Joel Helbling edited this page Jul 10, 2026 · 1 revision

Handoff Policies

A handoff policy governs how a value crosses a worker boundary. As of 0.6.0 there are three: :frozen (the default — the value is deeply frozen and passed by reference), :isolated (the task gets a private mutable deep copy), and :shared (the raw reference passes through, as in classic Shifty). Policy is applied at intake — the moment a worker pulls a value across its boundary — and can be declared per worker, per pipeline/Gang, or globally. This page covers each policy's contract, how declarations compose, the error classes, and the companion #freeze! topology lock.

The three policies

:frozen — the default

The value is deeply frozen in place via Ractor.make_shareable(value) and passed by reference. Zero copies. Any attempt to mutate the value — or anything reachable from it — raises immediately, at the worker that misbehaved.

  • What the task receives: a frozen shared reference.
  • Guarantee: no worker can mutate a value observed by any other worker.
  • Cost: freeze traversal only; no copying, no allocations. Amortized cost is proportional to newly created objects, not graph size — at steady state it's a flat ~71ns per handoff regardless of value size (see Performance).
  • Developer contract: tasks must be non-destructive. "Apparent mutation" is expressed as copy-on-write: value.with(...), arr + [x], hash.merge(...) (see Coding-Idioms-Under-Frozen).
  • Failure modes: a mutating task raises Shifty::PolicyViolation; an unfreezable value raises Shifty::UnshareableValue at the handoff. IO values are rejected proactively — see below.
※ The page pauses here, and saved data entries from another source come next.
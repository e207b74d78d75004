use std::fs;
use std::path::{Path, PathBuf};

use serde::{Deserialize, Serialize};
use tracing::{debug, warn};

use crate::error::{AppError, AppResult};

use super::access::DiaryAccess;

pub const MAX_STORY_PAGES: usize = 10;

const DEFAULT_TITLE: &str = "Our Story";
const DEFAULT_DESCRIPTION: &str = "A diary of us...";
const DEFAULT_FINAL_QUESTION: &str = "Will you be my Valentine?";
const DEFAULT_YES_LABEL: &str = "Yes! ❤️";
const DEFAULT_NO_LABEL: &str = "No";
const DEFAULT_SUCCESS_MESSAGE: &str = "Yay! ❤️ I love you!";

#[derive(Debug, Clone, PartialEq, Eq, Serialize)]
#[serde(rename_all = "camelCase")]
pub struct DiaryPage {
    /// 1-based position in the story.
    pub page_number: usize,
    pub text: String,
    pub image_url: String,
}

impl DiaryPage {
    pub fn has_text(&self) -> bool {
        !self.text.trim().is_empty()
    }

    pub fn has_photo(&self) -> bool {
        !self.image_url.trim().is_empty()
    }
}

#[derive(Debug, Clone, PartialEq, Eq, Serialize)]
#[serde(rename_all = "camelCase")]
pub struct Diary {
    pub slug: Option<String>,
    pub title: String,
    pub description: String,
    pub is_paid: bool,
    pub final_question: String,
    pub yes_label: String,
    pub no_label: String,
    pub success_message: String,
    pub pages: Vec<DiaryPage>,
}

impl Default for Diary {
    fn default() -> Self {
        Self {
            slug: None,
            title: DEFAULT_TITLE.to_string(),
            description: DEFAULT_DESCRIPTION.to_string(),
            is_paid: false,
            final_question: DEFAULT_FINAL_QUESTION.to_string(),
            yes_label: DEFAULT_YES_LABEL.to_string(),
            no_label: DEFAULT_NO_LABEL.to_string(),
            success_message: DEFAULT_SUCCESS_MESSAGE.to_string(),
            pages: Vec::new(),
        }
    }
}

/// Wire shape. Every field is optional; blank strings keep the default.
#[derive(Debug, Default, Deserialize)]
#[serde(default, rename_all = "camelCase")]
struct RawDiary {
    slug: Option<String>,
    title: Option<String>,
    description: Option<String>,
    is_paid: Option<bool>,
    final_question: Option<String>,
    yes_label: Option<String>,
    no_label: Option<String>,
    success_message: Option<String>,
    pages: Option<Vec<RawPage>>,
}

#[derive(Debug, Default, Deserialize)]
#[serde(default, rename_all = "camelCase")]
struct RawPage {
    text: Option<String>,
    image_url: Option<String>,
}

/// One leaf of the rendered book.
#[derive(Debug, Clone, Copy, PartialEq, Eq)]
pub enum Leaf<'a> {
    Cover {
        title: &'a str,
        description: &'a str,
    },
    Story(&'a DiaryPage),
    Proposal {
        question: &'a str,
        yes_label: &'a str,
        no_label: &'a str,
    },
}

impl Diary {
    /// Diary a new author starts from.
    pub fn starter(slug: impl Into<String>) -> Self {
        Self {
            slug: Some(slug.into()),
            pages: vec![
                DiaryPage {
                    page_number: 1,
                    text: "Chapter 1: The Beginning...".to_string(),
                    image_url: String::new(),
                },
                DiaryPage {
                    page_number: 2,
                    text: "Our story continues...".to_string(),
                    image_url: String::new(),
                },
            ],
            ..Self::default()
        }
    }

    pub fn from_json(raw: &str, context: &str) -> AppResult<Self> {
        let raw = serde_json::from_str::<RawDiary>(raw)
            .map_err(|source| AppError::diary_parse(context, source))?;
        Ok(Self::from_raw(raw))
    }

    pub fn load_from_path(path: impl AsRef<Path>) -> AppResult<Self> {
        let path = path.as_ref();
        let raw = fs::read_to_string(path).map_err(|source| {
            AppError::io_with_context(source, format!("failed to read diary: {}", path.display()))
        })?;
        let diary = Self::from_json(&raw, &path.display().to_string())?;
        debug!(
            path = %path.display(),
            pages = diary.pages.len(),
            paid = diary.is_paid,
            "diary loaded"
        );
        Ok(diary)
    }

    fn from_raw(raw: RawDiary) -> Self {
        let defaults = Self::default();
        let mut pages = raw.pages.unwrap_or_default();
        if pages.len() > MAX_STORY_PAGES {
            warn!(
                pages = pages.len(),
                kept = MAX_STORY_PAGES,
                "diary has too many pages; extra pages dropped"
            );
            pages.truncate(MAX_STORY_PAGES);
        }

        Self {
            slug: raw.slug.filter(|slug| !slug.trim().is_empty()),
            title: non_blank_or(raw.title, defaults.title),
            description: non_blank_or(raw.description, defaults.description),
            is_paid: raw.is_paid.unwrap_or(false),
            final_question: non_blank_or(raw.final_question, defaults.final_question),
            yes_label: non_blank_or(raw.yes_label, defaults.yes_label),
            no_label: non_blank_or(raw.no_label, defaults.no_label),
            success_message: non_blank_or(raw.success_message, defaults.success_message),
            pages: pages
                .into_iter()
                .enumerate()
                .map(|(index, page)| DiaryPage {
                    page_number: index + 1,
                    text: page.text.unwrap_or_default(),
                    image_url: page.image_url.unwrap_or_default(),
                })
                .collect(),
        }
    }

    pub fn access(&self, viewer_is_author: bool) -> DiaryAccess {
        DiaryAccess::resolve(self.is_paid, viewer_is_author)
    }

    /// Cover, story pages, proposal.
    pub fn leaf_count(&self) -> usize {
        self.pages.len() + 2
    }

    pub fn leaf(&self, index: usize) -> Option<Leaf<'_>> {
        if index == 0 {
            return Some(Leaf::Cover {
                title: &self.title,
                description: &self.description,
            });
        }
        if let Some(page) = self.pages.get(index - 1) {
            return Some(Leaf::Story(page));
        }
        (index == self.pages.len() + 1).then_some(Leaf::Proposal {
            question: &self.final_question,
            yes_label: &self.yes_label,
            no_label: &self.no_label,
        })
    }

    /// Local file behind a page photo. Remote URLs are not fetched.
    pub fn photo_path(&self, leaf_index: usize, base_dir: &Path) -> Option<PathBuf> {
        let Some(Leaf::Story(page)) = self.leaf(leaf_index) else {
            return None;
        };
        if !page.has_photo() {
            return None;
        }

        let url = page.image_url.trim();
        if url.contains("://") && !url.starts_with("file://") {
            return None;
        }
        let local = url.strip_prefix("file://").unwrap_or(url);
        let path = Path::new(local);
        Some(if path.is_absolute() {
            path.to_path_buf()
        } else {
            base_dir.join(path)
        })
    }
}

fn non_blank_or(value: Option<String>, fallback: String) -> String {
    value
        .filter(|value| !value.trim().is_empty())
        .unwrap_or(fallback)
}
:isolated — the scratch-copy mode

The task receives a deep, mutable copy of the value, produced by a Marshal.load(Marshal.dump(value)) round-trip. The task may mutate its copy freely — << and friends work exactly as in classic Shifty code — but nothing leaks back upstream. Whatever the task returns is what flows downstream, mutations included.

Why Marshal and not Ractor.make_shareable(copy: true)? Because make_shareable(copy: true) returns a frozen copy, which cannot satisfy :isolated's contract of a mutable scratch value.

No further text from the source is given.